## WORK TO BE COMPLETED
An accurate, complete copy of the records below is required.

## LISTED ENTRIES
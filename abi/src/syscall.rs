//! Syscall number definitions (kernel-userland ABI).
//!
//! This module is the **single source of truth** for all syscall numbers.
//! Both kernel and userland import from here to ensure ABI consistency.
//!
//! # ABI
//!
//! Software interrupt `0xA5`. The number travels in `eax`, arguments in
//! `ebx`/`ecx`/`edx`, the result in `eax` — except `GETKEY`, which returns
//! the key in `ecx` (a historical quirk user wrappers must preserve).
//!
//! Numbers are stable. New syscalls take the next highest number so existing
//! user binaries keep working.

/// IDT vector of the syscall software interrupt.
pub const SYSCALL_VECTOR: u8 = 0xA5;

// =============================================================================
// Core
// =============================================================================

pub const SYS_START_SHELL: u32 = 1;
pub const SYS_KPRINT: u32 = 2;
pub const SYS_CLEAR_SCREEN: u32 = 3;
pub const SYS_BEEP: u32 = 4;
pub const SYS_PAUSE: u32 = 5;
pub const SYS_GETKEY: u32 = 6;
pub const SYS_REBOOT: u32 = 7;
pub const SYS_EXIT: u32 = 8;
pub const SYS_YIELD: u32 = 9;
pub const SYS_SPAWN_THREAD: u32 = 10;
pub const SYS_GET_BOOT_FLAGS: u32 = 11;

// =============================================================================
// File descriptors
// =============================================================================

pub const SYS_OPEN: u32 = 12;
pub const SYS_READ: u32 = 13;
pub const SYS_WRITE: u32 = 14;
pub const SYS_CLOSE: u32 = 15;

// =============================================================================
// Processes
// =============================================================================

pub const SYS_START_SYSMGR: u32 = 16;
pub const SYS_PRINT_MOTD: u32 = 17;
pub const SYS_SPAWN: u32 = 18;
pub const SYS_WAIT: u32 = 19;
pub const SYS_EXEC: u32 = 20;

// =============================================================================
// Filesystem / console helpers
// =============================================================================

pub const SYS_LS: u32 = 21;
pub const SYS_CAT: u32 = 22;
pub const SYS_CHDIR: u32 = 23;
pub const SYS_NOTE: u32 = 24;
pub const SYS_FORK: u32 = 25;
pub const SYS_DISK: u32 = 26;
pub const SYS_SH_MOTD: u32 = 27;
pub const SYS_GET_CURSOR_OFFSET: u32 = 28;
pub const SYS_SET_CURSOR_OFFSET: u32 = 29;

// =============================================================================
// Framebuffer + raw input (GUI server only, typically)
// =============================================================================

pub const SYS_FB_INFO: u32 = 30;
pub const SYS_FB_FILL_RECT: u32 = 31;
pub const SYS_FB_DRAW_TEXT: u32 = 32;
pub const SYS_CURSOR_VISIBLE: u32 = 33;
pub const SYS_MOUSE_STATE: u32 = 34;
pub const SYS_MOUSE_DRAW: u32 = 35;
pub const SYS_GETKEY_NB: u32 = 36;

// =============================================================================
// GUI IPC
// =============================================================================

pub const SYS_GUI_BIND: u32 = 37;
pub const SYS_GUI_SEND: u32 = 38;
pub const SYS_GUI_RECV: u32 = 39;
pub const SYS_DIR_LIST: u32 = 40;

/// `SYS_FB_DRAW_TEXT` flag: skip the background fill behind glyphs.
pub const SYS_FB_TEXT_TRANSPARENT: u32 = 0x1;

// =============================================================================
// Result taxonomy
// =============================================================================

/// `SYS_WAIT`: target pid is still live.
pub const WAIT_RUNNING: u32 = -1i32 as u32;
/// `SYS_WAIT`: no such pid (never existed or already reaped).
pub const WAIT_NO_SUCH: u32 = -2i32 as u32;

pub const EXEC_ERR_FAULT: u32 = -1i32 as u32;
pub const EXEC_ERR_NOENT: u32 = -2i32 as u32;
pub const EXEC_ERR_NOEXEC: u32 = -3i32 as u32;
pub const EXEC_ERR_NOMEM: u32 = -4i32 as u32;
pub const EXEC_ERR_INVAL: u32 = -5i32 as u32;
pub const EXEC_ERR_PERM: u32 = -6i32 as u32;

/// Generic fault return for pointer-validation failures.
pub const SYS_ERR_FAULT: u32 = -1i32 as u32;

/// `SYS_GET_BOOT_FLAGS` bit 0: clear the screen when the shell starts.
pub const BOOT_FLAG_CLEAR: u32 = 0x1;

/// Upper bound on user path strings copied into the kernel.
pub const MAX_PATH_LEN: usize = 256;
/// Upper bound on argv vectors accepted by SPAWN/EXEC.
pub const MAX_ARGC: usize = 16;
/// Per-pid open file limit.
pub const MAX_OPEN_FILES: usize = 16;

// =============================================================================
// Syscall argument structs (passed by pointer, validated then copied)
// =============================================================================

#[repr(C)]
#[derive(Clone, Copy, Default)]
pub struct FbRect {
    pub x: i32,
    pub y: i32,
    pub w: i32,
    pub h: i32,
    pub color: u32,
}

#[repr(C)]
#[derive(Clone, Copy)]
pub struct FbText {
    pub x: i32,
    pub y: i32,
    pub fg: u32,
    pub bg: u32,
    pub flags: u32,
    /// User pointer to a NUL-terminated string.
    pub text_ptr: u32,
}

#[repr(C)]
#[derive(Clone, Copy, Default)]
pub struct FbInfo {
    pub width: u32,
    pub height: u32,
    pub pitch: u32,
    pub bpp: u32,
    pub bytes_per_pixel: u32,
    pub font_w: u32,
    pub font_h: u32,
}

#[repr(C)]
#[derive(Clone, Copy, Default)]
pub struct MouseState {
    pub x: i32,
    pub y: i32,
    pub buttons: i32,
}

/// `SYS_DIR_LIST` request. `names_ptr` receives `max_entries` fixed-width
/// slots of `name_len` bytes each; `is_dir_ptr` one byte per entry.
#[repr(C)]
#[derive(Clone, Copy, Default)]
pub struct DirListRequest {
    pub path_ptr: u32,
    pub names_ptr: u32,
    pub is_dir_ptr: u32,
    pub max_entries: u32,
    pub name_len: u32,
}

## SOLUTION FOR THIS TASK
filename abi/src/syscall.rs
//! Syscall number definitions (kernel-userland ABI).
//!
//! This module is the **single source of truth** for all syscall numbers.
//! Both kernel and userland import from here to ensure ABI consistency.
//!
//! # ABI
//!
//! Software interrupt `0xA5`. The number travels in `eax`, arguments in
//! `ebx`/`ecx`/`edx`, the result in `eax` — except `GETKEY`, which returns
//! the key in `ecx` (a historical quirk user wrappers must preserve).
//!
//! Numbers are stable. New syscalls take the next highest number so existing
//! user binaries keep working.

/// IDT vector of the syscall software interrupt.
pub const SYSCALL_VECTOR: u8 = 0xA5;

// =============================================================================
// Core
// =============================================================================

pub const SYS_START_SHELL: u32 = 1;
pub const SYS_KPRINT: u32 = 2;
pub const SYS_CLEAR_SCREEN: u32 = 3;
pub const SYS_BEEP: u32 = 4;
pub const SYS_PAUSE: u32 = 5;
pub const SYS_GETKEY: u32 = 6;
pub const SYS_REBOOT: u32 = 7;
pub const SYS_EXIT: u32 = 8;
pub const SYS_YIELD: u32 = 9;
pub const SYS_SPAWN_THREAD: u32 = 10;
pub const SYS_GET_BOOT_FLAGS: u32 = 11;

// =============================================================================
// File descriptors
// =============================================================================

pub const SYS_OPEN: u32 = 12;
pub const SYS_READ: u32 = 13;
pub const SYS_WRITE: u32 = 14;
pub const SYS_CLOSE: u32 = 15;

// =============================================================================
// Processes
// =============================================================================

pub const SYS_START_SYSMGR: u32 = 16;
pub const SYS_PRINT_MOTD: u32 = 17;
pub const SYS_SPAWN: u32 = 18;
pub const SYS_WAIT: u32 = 19;
pub const SYS_EXEC: u32 = 20;

// =============================================================================
// Filesystem / console helpers
// =============================================================================

pub const SYS_LS: u32 = 21;
pub const SYS_CAT: u32 = 22;
pub const SYS_CHDIR: u32 = 23;
pub const SYS_NOTE: u32 = 24;
pub const SYS_FORK: u32 = 25;
pub const SYS_DISK: u32 = 26;
pub const SYS_SH_MOTD: u32 = 27;
pub const SYS_GET_CURSOR_OFFSET: u32 = 28;
pub const SYS_SET_CURSOR_OFFSET: u32 = 29;

// =============================================================================
// Framebuffer + raw input (GUI server only, typically)
// =============================================================================

pub const SYS_FB_INFO: u32 = 30;
pub const SYS_FB_FILL_RECT: u32 = 31;
pub const SYS_FB_DRAW_TEXT: u32 = 32;
pub const SYS_CURSOR_VISIBLE: u32 = 33;
pub const SYS_MOUSE_STATE: u32 = 34;
pub const SYS_MOUSE_DRAW: u32 = 35;
pub const SYS_GETKEY_NB: u32 = 36;

// =============================================================================
// GUI IPC
// =============================================================================

pub const SYS_GUI_BIND: u32 = 37;
pub const SYS_GUI_SEND: u32 = 38;
pub const SYS_GUI_RECV: u32 = 39;
pub const SYS_DIR_LIST: u32 = 40;

/// `SYS_FB_DRAW_TEXT` flag: skip the background fill behind glyphs.
pub const SYS_FB_TEXT_TRANSPARENT: u32 = 0x1;

// =============================================================================
// Result taxonomy
// =============================================================================

/// `SYS_WAIT`: target pid is still live.
pub const WAIT_RUNNING: u32 = -1i32 as u32;
/// `SYS_WAIT`: no such pid (never existed or already reaped).
pub const WAIT_NO_SUCH: u32 = -2i32 as u32;

pub const EXEC_ERR_FAULT: u32 = -1i32 as u32;
pub const EXEC_ERR_NOENT: u32 = -2i32 as u32;
pub const EXEC_ERR_NOEXEC: u32 = -3i32 as u32;
pub const EXEC_ERR_NOMEM: u32 = -4i32 as u32;
pub const EXEC_ERR_INVAL: u32 = -5i32 as u32;
pub const EXEC_ERR_PERM: u32 = -6i32 as u32;

/// Generic fault return for pointer-validation failures.
pub const SYS_ERR_FAULT: u32 = -1i32 as u32;

/// `SYS_GET_BOOT_FLAGS` bit 0: clear the screen when the shell starts.
pub const BOOT_FLAG_CLEAR: u32 = 0x1;

/// Upper bound on user path strings copied into the kernel.
pub const MAX_PATH_LEN: usize = 256;
/// Upper bound on argv vectors accepted by SPAWN/EXEC.
pub const MAX_ARGC: usize = 16;
/// Per-pid open file limit.
pub const MAX_OPEN_FILES: usize = 16;

// =============================================================================
// Syscall argument structs (passed by pointer, validated then copied)
// =============================================================================

#[repr(C)]
#[derive(Clone, Copy, Default)]
pub struct FbRect {
    pub x: i32,
    pub y: i32,
    pub w: i32,
    pub h: i32,
    pub color: u32,
}

#[repr(C)]
#[derive(Clone, Copy)]
pub struct FbText {
    pub x: i32,
    pub y: i32,
    pub fg: u32,
    pub bg: u32,
    pub flags: u32,
    /// User pointer to a NUL-terminated string.
    pub text_ptr: u32,
}

#[repr(C)]
#[derive(Clone, Copy, Default)]
pub struct FbInfo {
    pub width: u32,
    pub height: u32,
    pub pitch: u32,
    pub bpp: u32,
    pub bytes_per_pixel: u32,
    pub font_w: u32,
    pub font_h: u32,
}

#[repr(C)]
#[derive(Clone, Copy, Default)]
pub struct MouseState {
    pub x: i32,
    pub y: i32,
    pub buttons: i32,
}

/// `SYS_DIR_LIST` request. `names_ptr` receives `max_entries` fixed-width
/// slots of `name_len` bytes each; `is_dir_ptr` one byte per entry.
#[repr(C)]
#[derive(Clone, Copy, Default)]
pub struct DirListRequest {
    pub path_ptr: u32,
    pub names_ptr: u32,
    pub is_dir_ptr: u32,
    pub max_entries: u32,
    pub name_len: u32,
}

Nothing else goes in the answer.